(About this exercise) Throughout the material below, tally the lines containing "contains" and give the total with no accompanying text.

(Data for review)
..........

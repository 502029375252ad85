//! Row filtering.

use rayon::prelude::*;

use crate::types::Row;

/// Datasets at least this large are scanned in parallel.
pub const PARALLEL_SCAN_MIN_ROWS: usize = 16_384;

/// Equality constraints plus a free-text query.
///
/// A `None` (or blank) constraint matches every row. The query matches rows whose CpG, location
/// or gene contains it, ignoring case.
#[derive(Debug, Clone, Default, PartialEq, Eq)]
pub struct FilterCriteria {
    pub phenotype: Option<String>,
    pub tissue: Option<String>,
    pub r#type: Option<String>,
    pub method: Option<String>,
    pub query: Option<String>,
}

impl FilterCriteria {
    pub fn with_phenotype(mut self, v: impl Into<String>) -> Self {
        self.phenotype = Some(v.into());
        self
    }

    pub fn with_tissue(mut self, v: impl Into<String>) -> Self {
        self.tissue = Some(v.into());
        self
    }

    pub fn with_type(mut self, v: impl Into<String>) -> Self {
        self.r#type = Some(v.into());
        self
    }

    pub fn with_method(mut self, v: impl Into<String>) -> Self {
        self.method = Some(v.into());
        self
    }

    pub fn with_query(mut self, v: impl Into<String>) -> Self {
        self.query = Some(v.into());
        self
    }

    /// True when no constraint is set, i.e. every row matches.
    pub fn is_empty(&self) -> bool {
        [
            &self.phenotype,
            &self.tissue,
            &self.r#type,
            &self.method,
            &self.query,
        ]
        .iter()
        .all(|c| active(c).is_none())
    }

    /// Compile the criteria for repeated matching.
    pub fn matcher(&self) -> RowMatcher<'_> {
        RowMatcher {
            phenotype: active(&self.phenotype),
            tissue: active(&self.tissue),
            r#type: active(&self.r#type),
            method: active(&self.method),
            query: active(&self.query).map(|q| q.trim().to_lowercase()),
        }
    }
}

fn active(c: &Option<String>) -> Option<&str> {
    c.as_deref().filter(|v| !v.trim().is_empty())
}

/// Compiled [`FilterCriteria`].
#[derive(Debug, Clone)]
pub struct RowMatcher<'a> {
    phenotype: Option<&'a str>,
    tissue: Option<&'a str>,
    r#type: Option<&'a str>,
    method: Option<&'a str>,
    query: Option<String>,
}

impl RowMatcher<'_> {
    pub fn matches(&self, row: &Row) -> bool {
        eq(self.phenotype, &row.phenotype)
            && eq(self.tissue, &row.tissue)
            && eq(self.r#type, &row.r#type)
            && eq(self.method, &row.method)
            && self.query.as_deref().is_none_or(|q| {
                [&row.cpg, &row.location, &row.gene]
                    .iter()
                    .any(|field| field.to_lowercase().contains(q))
            })
    }
}

fn eq(want: Option<&str>, got: &str) -> bool {
    want.is_none_or(|w| w == got)
}

/// Indices of the rows matching `criteria`, in dataset order.
pub fn filter_indices(rows: &[Row], criteria: &FilterCriteria) -> Vec<usize> {
    if criteria.is_empty() {
        return (0..rows.len()).collect();
    }
    let matcher = criteria.matcher();
    if rows.len() >= PARALLEL_SCAN_MIN_ROWS {
        rows.par_iter()
            .enumerate()
            .filter(|(_, row)| matcher.matches(row))
            .map(|(i, _)| i)
            .collect()
    } else {
        rows.iter()
            .enumerate()
            .filter(|(_, row)| matcher.matches(row))
            .map(|(i, _)| i)
            .collect()
    }
}
//! Rendering: frames, surfaces and repaint throttling.
//!
//! A [`Frame`] is a read-only projection of the [`crate::processing::ViewModel`] and the
//! [`crate::ingestion::LoadingStatus`]. A [`Surface`] paints frames; [`TextSurface`] renders
//! them as plain text. [`RenderThrottle`] limits how often batch arrivals repaint.

pub mod format;
pub mod frame;
pub mod surface;
pub mod throttle;

use std::time::Duration;

use serde::Deserialize;

pub use format::{format_count, format_number};
pub use frame::{Frame, HeaderCell, StatusLine, TableFrame, display_cells};
pub use surface::{Surface, TextSurface, render_text};
pub use throttle::{DEFAULT_THROTTLE, RenderThrottle};

/// Renderer configuration.
#[derive(Debug, Clone, Copy, PartialEq, Eq, Deserialize)]
#[serde(default)]
pub struct RenderOptions {
    /// Minimum milliseconds between two batch-triggered paints.
    pub throttle_ms: u64,
}

impl Default for RenderOptions {
    fn default() -> Self {
        Self {
            throttle_ms: DEFAULT_THROTTLE.as_millis() as u64,
        }
    }
}

impl RenderOptions {
    pub fn throttle(&self) -> RenderThrottle {
        RenderThrottle::new(Duration::from_millis(self.throttle_ms))
    }
}
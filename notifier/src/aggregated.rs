/*
 * SPDX-FileCopyrightText: 2025 Wavelens UG <info@wavelens.io>
 *
 * SPDX-License-Identifier: AGPL-3.0-only
 */

use argos_core::consts::SUMMARY_CONTEXT;
use argos_core::database::get_latest_build_notification;
use argos_core::types::*;
use entity::build::BuildType;
use entity::build_notification::NotificationType;
use entity::project::SummaryCheck;
use sea_orm::{ColumnTrait, DatabaseConnection, DbErr, EntityTrait, QueryFilter};
use std::collections::BTreeMap;
use uuid::Uuid;

use super::notification::{NotificationPayload, notification_status};

/// The newest build per build name, ordered by name. Older builds that were
/// superseded by a rerun under the same name are ignored; equal timestamps
/// fall back to the higher build number.
pub fn latest_builds_per_name(builds: Vec<MBuild>) -> Vec<MBuild> {
    let mut latest: BTreeMap<String, MBuild> = BTreeMap::new();

    for build in builds {
        match latest.get(&build.name) {
            Some(current)
                if (current.created_at, current.number) >= (build.created_at, build.number) => {}
            _ => {
                latest.insert(build.name.clone(), build);
            }
        }
    }

    latest.into_values().collect()
}

fn aggregate_priority(notification_type: NotificationType) -> u8 {
    match notification_type {
        NotificationType::Queued => 0,
        NotificationType::Progress => 1,
        NotificationType::DiffDetected => 2,
        NotificationType::DiffRejected => 3,
        NotificationType::DiffAccepted => 4,
        NotificationType::NoDiffDetected => 5,
    }
}

pub fn resolve_aggregate_type(
    types: impl IntoIterator<Item = NotificationType>,
) -> Option<NotificationType> {
    types.into_iter().min_by_key(|t| aggregate_priority(*t))
}

pub fn should_aggregate(summary_check: SummaryCheck, siblings: usize) -> bool {
    match summary_check {
        SummaryCheck::Never => false,
        SummaryCheck::Auto => siblings > 1,
        SummaryCheck::Always => siblings > 0,
    }
}

pub fn aggregated_payload(
    notification_type: NotificationType,
    is_reference: bool,
) -> NotificationPayload {
    let (github, gitlab) = notification_status(notification_type, is_reference);

    let description = match notification_type {
        NotificationType::Queued => "Builds queued...",
        NotificationType::Progress => "Builds in progress...",
        NotificationType::DiffDetected | NotificationType::NoDiffDetected if is_reference => {
            "Auto-approved"
        }
        NotificationType::DiffDetected => "Diff detected",
        NotificationType::DiffRejected => "Diff rejected",
        NotificationType::DiffAccepted => "Diff accepted",
        NotificationType::NoDiffDetected => "No diff detected",
    };

    NotificationPayload {
        context: SUMMARY_CONTEXT.to_string(),
        description: description.to_string(),
        github,
        gitlab,
    }
}

/// Rolls the latest notification of each sibling build into one payload. The
/// result only counts as a reference outcome when every build carrying the
/// winning type is a reference build.
pub fn aggregate_notifications(
    entries: &[(MBuild, NotificationType)],
) -> Option<NotificationPayload> {
    let notification_type = resolve_aggregate_type(entries.iter().map(|(_, t)| *t))?;

    let is_reference = entries
        .iter()
        .filter(|(_, t)| *t == notification_type)
        .all(|(build, _)| build.build_type == BuildType::Reference);

    Some(aggregated_payload(notification_type, is_reference))
}

/// Latest build per name on a commit together with its current notification.
pub async fn get_commit_builds(
    db: &DatabaseConnection,
    project_id: Uuid,
    commit: &str,
) -> Result<Vec<(MBuild, Option<MBuildNotification>)>, DbErr> {
    let builds = EBuild::find()
        .filter(CBuild::Project.eq(project_id))
        .filter(CBuild::Commit.eq(commit))
        .all(db)
        .await?;

    let mut result = Vec::new();
    for build in latest_builds_per_name(builds) {
        let notification = get_latest_build_notification(db, build.id).await?;
        result.push((build, notification));
    }

    Ok(result)
}

pub async fn get_aggregated_notification(
    db: &DatabaseConnection,
    project: &MProject,
    commit: &str,
) -> Result<Option<NotificationPayload>, DbErr> {
    if project.summary_check == SummaryCheck::Never {
        return Ok(None);
    }

    let builds = get_commit_builds(db, project.id, commit).await?;
    if !should_aggregate(project.summary_check, builds.len()) {
        return Ok(None);
    }

    let entries: Vec<(MBuild, NotificationType)> = builds
        .into_iter()
        .filter_map(|(build, notification)| {
            notification.map(|notification| (build, notification.notification_type))
        })
        .collect();

    Ok(aggregate_notifications(&entries))
}
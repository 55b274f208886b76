/*
 * SPDX-FileCopyrightText: 2025 Wavelens UG <info@wavelens.io>
 *
 * SPDX-License-Identifier: AGPL-3.0-only
 */

pub fn greater_than_zero<
    T: std::str::FromStr + std::cmp::PartialOrd + std::fmt::Display + Default,
>(
    s: &str,
) -> Result<T, String> {
    let num: T = s
        .parse()
        .map_err(|_| format!("`{}` is not a valid number", s))?;

    if num > T::default() {
        Ok(num)
    } else {
        Err(format!("`{}` is not larger than 0", s))
    }
}

pub fn fraction(s: &str) -> Result<f64, String> {
    let num: f64 = s
        .parse()
        .map_err(|_| format!("`{}` is not a valid number", s))?;

    if (0.0..=1.0).contains(&num) {
        Ok(num)
    } else {
        Err(format!("`{}` is not between 0 and 1", s))
    }
}

pub fn load_secret(f: &str) -> String {
    let s = std::fs::read_to_string(f).unwrap_or_default();
    s.trim().replace(char::from(25), "")
}

/// Joins the configured server url with a path without doubling slashes.
pub fn join_url(base: &str, path: &str) -> String {
    format!(
        "{}/{}",
        base.trim_end_matches('/'),
        path.trim_start_matches('/')
    )
}
/*
 * SPDX-FileCopyrightText: 2025 Wavelens UG <info@wavelens.io>
 *
 * SPDX-License-Identifier: AGPL-3.0-only
 */

use anyhow::Context;
use argos_core::consts::{DIFF_JOB_TIMEOUT, DIFF_UPLOAD_LOCK_TIMEOUT};
use argos_core::error::JobError;
use argos_core::job::{Job, Queue};
use argos_core::storage::BlobStorage;
use argos_core::types::*;
use async_trait::async_trait;
use chrono::Utc;
use entity::job::JobStatus;
use sea_orm::ActiveValue::Set;
use sea_orm::sea_query::Expr;
use sea_orm::{ActiveModelTrait, ColumnTrait, EntityTrait, IntoActiveModel, QueryFilter};
use sha2::{Digest, Sha256};
use std::path::{Path, PathBuf};
use std::sync::Arc;
use std::time::Duration;
use tempfile::TempDir;
use tracing::{debug, error, info, instrument, warn};
use uuid::Uuid;

use super::comparator::{
    CompareError, CompareOptions, ImageDifference, compare_files, image_dimensions,
    write_diff_image,
};
use super::completion::check_build_completion;

#[derive(Debug, Clone, Copy, PartialEq)]
pub enum DiffOutcome {
    /// The row was already complete, only build completion was re-checked.
    AlreadyComplete,
    Completed { score: Option<f64> },
}

#[derive(Debug, Clone)]
pub struct DiffJob {
    pub options: CompareOptions,
    pub scratch_root: Option<PathBuf>,
}

impl DiffJob {
    pub fn from_cli(cli: &Cli) -> Self {
        Self {
            options: CompareOptions {
                fuzz: cli.diff_fuzz,
                noise_floor: cli.diff_noise_floor,
            },
            scratch_root: cli.scratch_path.as_ref().map(PathBuf::from),
        }
    }
}

#[async_trait]
impl Job for DiffJob {
    const QUEUE: Queue = Queue::ScreenshotDiff;

    fn timeout(&self) -> Duration {
        DIFF_JOB_TIMEOUT
    }

    async fn perform(&self, state: Arc<ServerState>, id: Uuid) -> Result<(), JobError> {
        compute_screenshot_diff(&state, id, &self.options, self.scratch_root.as_deref())
            .await
            .map(|_| ())
    }

    async fn failed(&self, state: Arc<ServerState>, id: Uuid, _error: &JobError) {
        let screenshot_diff = match EScreenshotDiff::find_by_id(id).one(&state.db).await {
            Ok(Some(screenshot_diff)) => screenshot_diff,
            Ok(None) => return,
            Err(e) => {
                error!(error = %e, screenshot_diff_id = %id, "Failed to query screenshot diff");
                return;
            }
        };

        let mut ascreenshot_diff = screenshot_diff.into_active_model();
        ascreenshot_diff.job_status = Set(JobStatus::Error);
        ascreenshot_diff.updated_at = Set(Utc::now().naive_utc());

        if let Err(e) = ascreenshot_diff.update(&state.db).await {
            error!(error = %e, screenshot_diff_id = %id, "Failed to mark screenshot diff as failed");
        }
    }
}

#[instrument(skip(state, options, scratch_root), fields(screenshot_diff_id = %diff_id))]
pub async fn compute_screenshot_diff(
    state: &ServerState,
    diff_id: Uuid,
    options: &CompareOptions,
    scratch_root: Option<&Path>,
) -> Result<DiffOutcome, JobError> {
    let screenshot_diff = EScreenshotDiff::find_by_id(diff_id)
        .one(&state.db)
        .await?
        .ok_or_else(|| JobError::unretryable(format!("Screenshot diff {} not found", diff_id)))?;

    // a retry may land here after the row was saved but before the build was concluded
    if screenshot_diff.job_status == JobStatus::Complete {
        debug!("Screenshot diff already complete, re-checking build completion");
        check_build_completion(state, screenshot_diff.build).await?;
        return Ok(DiffOutcome::AlreadyComplete);
    }

    let build = EBuild::find_by_id(screenshot_diff.build)
        .one(&state.db)
        .await?
        .ok_or_else(|| {
            JobError::unretryable(format!("Build {} not found", screenshot_diff.build))
        })?;

    let compare = find_screenshot(state, screenshot_diff.compare_screenshot).await?;
    let base = match screenshot_diff.base_screenshot {
        Some(id) => Some(find_screenshot(state, id).await?),
        None => None,
    };

    let (score, diff_blob_key) = match base {
        Some(base) if base.blob_key == compare.blob_key => {
            return Err(JobError::unretryable(format!(
                "Base and compare screenshot share blob {}",
                base.blob_key
            )));
        }
        Some(base) => {
            let result = diff_screenshots(state, &base, &compare, options, scratch_root).await?;
            ensure_dimensions(state, &base, result.base_dimensions).await?;
            ensure_dimensions(state, &compare, result.compare_dimensions).await?;
            (Some(result.score), result.diff_blob_key)
        }
        None => {
            debug!(screenshot = %compare.name, "No base screenshot, nothing to compare");
            if !has_dimensions(&compare) {
                let dimensions = fetch_dimensions(state, &compare, scratch_root).await?;
                ensure_dimensions(state, &compare, dimensions).await?;
            }
            (None, None)
        }
    };

    let mut ascreenshot_diff = screenshot_diff.into_active_model();
    ascreenshot_diff.score = Set(score);
    ascreenshot_diff.diff_blob_key = Set(diff_blob_key.clone());
    ascreenshot_diff.job_status = Set(JobStatus::Complete);
    ascreenshot_diff.updated_at = Set(Utc::now().naive_utc());
    ascreenshot_diff.update(&state.db).await?;

    info!(build_id = %build.id, screenshot = %compare.name, score = ?score, "Screenshot diff complete");

    if let Some(diff_key) = &diff_blob_key {
        group_similar_diffs(state, build.id, diff_key).await?;
    }

    check_build_completion(state, build.id).await?;

    Ok(DiffOutcome::Completed { score })
}

async fn find_screenshot(state: &ServerState, id: Uuid) -> Result<MScreenshot, JobError> {
    EScreenshot::find_by_id(id)
        .one(&state.db)
        .await?
        .ok_or_else(|| JobError::unretryable(format!("Screenshot {} not found", id)))
}

#[derive(Debug)]
pub(crate) struct Measurement {
    pub difference: ImageDifference,
    /// Unset when there is nothing to highlight or the image could not be written.
    pub diff_path: Option<PathBuf>,
    pub base_dimensions: (u32, u32),
    pub compare_dimensions: (u32, u32),
}

/// Blocking part of a diff: compare two local files and render the highlight.
///
/// A failed write of the diff image keeps the computed score.
pub(crate) fn measure_screenshots(
    base_path: &Path,
    compare_path: &Path,
    diff_path: &Path,
    options: &CompareOptions,
) -> Result<Measurement, CompareError> {
    let difference = compare_files(base_path, compare_path, options)?;
    let base_dimensions = image_dimensions(base_path)?;
    let compare_dimensions = image_dimensions(compare_path)?;

    let diff_path = match &difference.diff_image {
        Some(image) => match write_diff_image(image, diff_path) {
            Ok(()) => Some(diff_path.to_path_buf()),
            Err(e) => {
                warn!(error = %e, "Failed to write diff image, keeping score only");
                None
            }
        },
        None => None,
    };

    Ok(Measurement {
        difference,
        diff_path,
        base_dimensions,
        compare_dimensions,
    })
}

struct DiffResult {
    score: f64,
    diff_blob_key: Option<String>,
    base_dimensions: (u32, u32),
    compare_dimensions: (u32, u32),
}

async fn diff_screenshots(
    state: &ServerState,
    base: &MScreenshot,
    compare: &MScreenshot,
    options: &CompareOptions,
    scratch_root: Option<&Path>,
) -> Result<DiffResult, JobError> {
    // removed on drop, whichever way this function returns
    let scratch = create_scratch_dir(scratch_root)?;
    let base_path = scratch.path().join("base.png");
    let compare_path = scratch.path().join("compare.png");
    let diff_path = scratch.path().join("diff.png");

    tokio::try_join!(
        download_blob(state.storage.as_ref(), &base.blob_key, &base_path),
        download_blob(state.storage.as_ref(), &compare.blob_key, &compare_path),
    )?;

    let options = *options;
    let measurement = tokio::task::spawn_blocking(move || {
        measure_screenshots(&base_path, &compare_path, &diff_path, &options)
    })
    .await
    .context("Image comparison task failed")??;

    let difference = &measurement.difference;
    debug!(
        width = difference.width,
        height = difference.height,
        pixels_different = difference.pixels_different,
        score = difference.score,
        "Compared screenshots"
    );

    let diff_blob_key = match &measurement.diff_path {
        Some(path) => Some(upload_diff_image(state, path).await?),
        None => None,
    };

    Ok(DiffResult {
        score: difference.score,
        diff_blob_key,
        base_dimensions: measurement.base_dimensions,
        compare_dimensions: measurement.compare_dimensions,
    })
}

/// Stores the diff image under the sha256 of its bytes. Identical diffs end
/// up as one blob; the lock keeps concurrent jobs from uploading it twice.
async fn upload_diff_image(state: &ServerState, path: &Path) -> Result<String, JobError> {
    let data = tokio::fs::read(path)
        .await
        .context("Failed to read diff image")?;
    let key = hex::encode(Sha256::digest(&data));

    if state.storage.exists(&key).await? {
        debug!(key = %key, "Reusing stored diff image");
        return Ok(key);
    }

    let _guard = state
        .locks
        .acquire(&format!("diff-upload:{}", key), DIFF_UPLOAD_LOCK_TIMEOUT)
        .await?;

    if !state.storage.exists(&key).await? {
        state.storage.put_with_key(&key, data).await?;
    }

    Ok(key)
}

/// Tags diffs of one build that produced the same diff image with a shared group.
async fn group_similar_diffs(
    state: &ServerState,
    build_id: Uuid,
    diff_key: &str,
) -> Result<(), JobError> {
    let similar = EScreenshotDiff::find()
        .filter(CScreenshotDiff::Build.eq(build_id))
        .filter(CScreenshotDiff::DiffBlobKey.eq(diff_key))
        .all(&state.db)
        .await?;

    if similar.len() < 2 {
        return Ok(());
    }

    let ungrouped: Vec<Uuid> = similar
        .iter()
        .filter(|diff| diff.group.is_none())
        .map(|diff| diff.id)
        .collect();

    if ungrouped.is_empty() {
        return Ok(());
    }

    EScreenshotDiff::update_many()
        .col_expr(CScreenshotDiff::Group, Expr::value(diff_key))
        .filter(CScreenshotDiff::Id.is_in(ungrouped))
        .exec(&state.db)
        .await?;

    debug!(group = %diff_key, screenshot_diffs = similar.len(), "Grouped identical diffs");
    Ok(())
}

fn has_dimensions(screenshot: &MScreenshot) -> bool {
    screenshot.width.is_some() && screenshot.height.is_some()
}

async fn fetch_dimensions(
    state: &ServerState,
    screenshot: &MScreenshot,
    scratch_root: Option<&Path>,
) -> Result<(u32, u32), JobError> {
    let scratch = create_scratch_dir(scratch_root)?;
    let path = scratch.path().join("screenshot.png");
    download_blob(state.storage.as_ref(), &screenshot.blob_key, &path).await?;

    let dimensions = tokio::task::spawn_blocking(move || image_dimensions(&path))
        .await
        .context("Image dimension task failed")??;

    Ok(dimensions)
}

/// Records the size of a screenshot that was stored without one.
async fn ensure_dimensions(
    state: &ServerState,
    screenshot: &MScreenshot,
    (width, height): (u32, u32),
) -> Result<(), JobError> {
    if has_dimensions(screenshot) {
        return Ok(());
    }

    let width = i32::try_from(width)
        .map_err(|_| JobError::unretryable(format!("Screenshot width {} out of range", width)))?;
    let height = i32::try_from(height)
        .map_err(|_| JobError::unretryable(format!("Screenshot height {} out of range", height)))?;

    EScreenshot::update_many()
        .col_expr(CScreenshot::Width, Expr::value(width))
        .col_expr(CScreenshot::Height, Expr::value(height))
        .filter(CScreenshot::Id.eq(screenshot.id))
        .exec(&state.db)
        .await?;

    debug!(screenshot = %screenshot.name, width, height, "Recorded screenshot dimensions");
    Ok(())
}

fn create_scratch_dir(root: Option<&Path>) -> Result<TempDir, JobError> {
    let mut builder = tempfile::Builder::new();
    builder.prefix("argos-diff-");

    let dir = match root {
        Some(root) => builder.tempdir_in(root),
        None => builder.tempdir(),
    };

    Ok(dir.context("Failed to create scratch directory")?)
}

async fn download_blob(storage: &dyn BlobStorage, key: &str, path: &Path) -> Result<(), JobError> {
    let data = storage.get(key).await?;
    tokio::fs::write(path, data)
        .await
        .with_context(|| format!("Failed to write blob {} to scratch directory", key))?;
    Ok(())
}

..........

(Result of this exercise) 3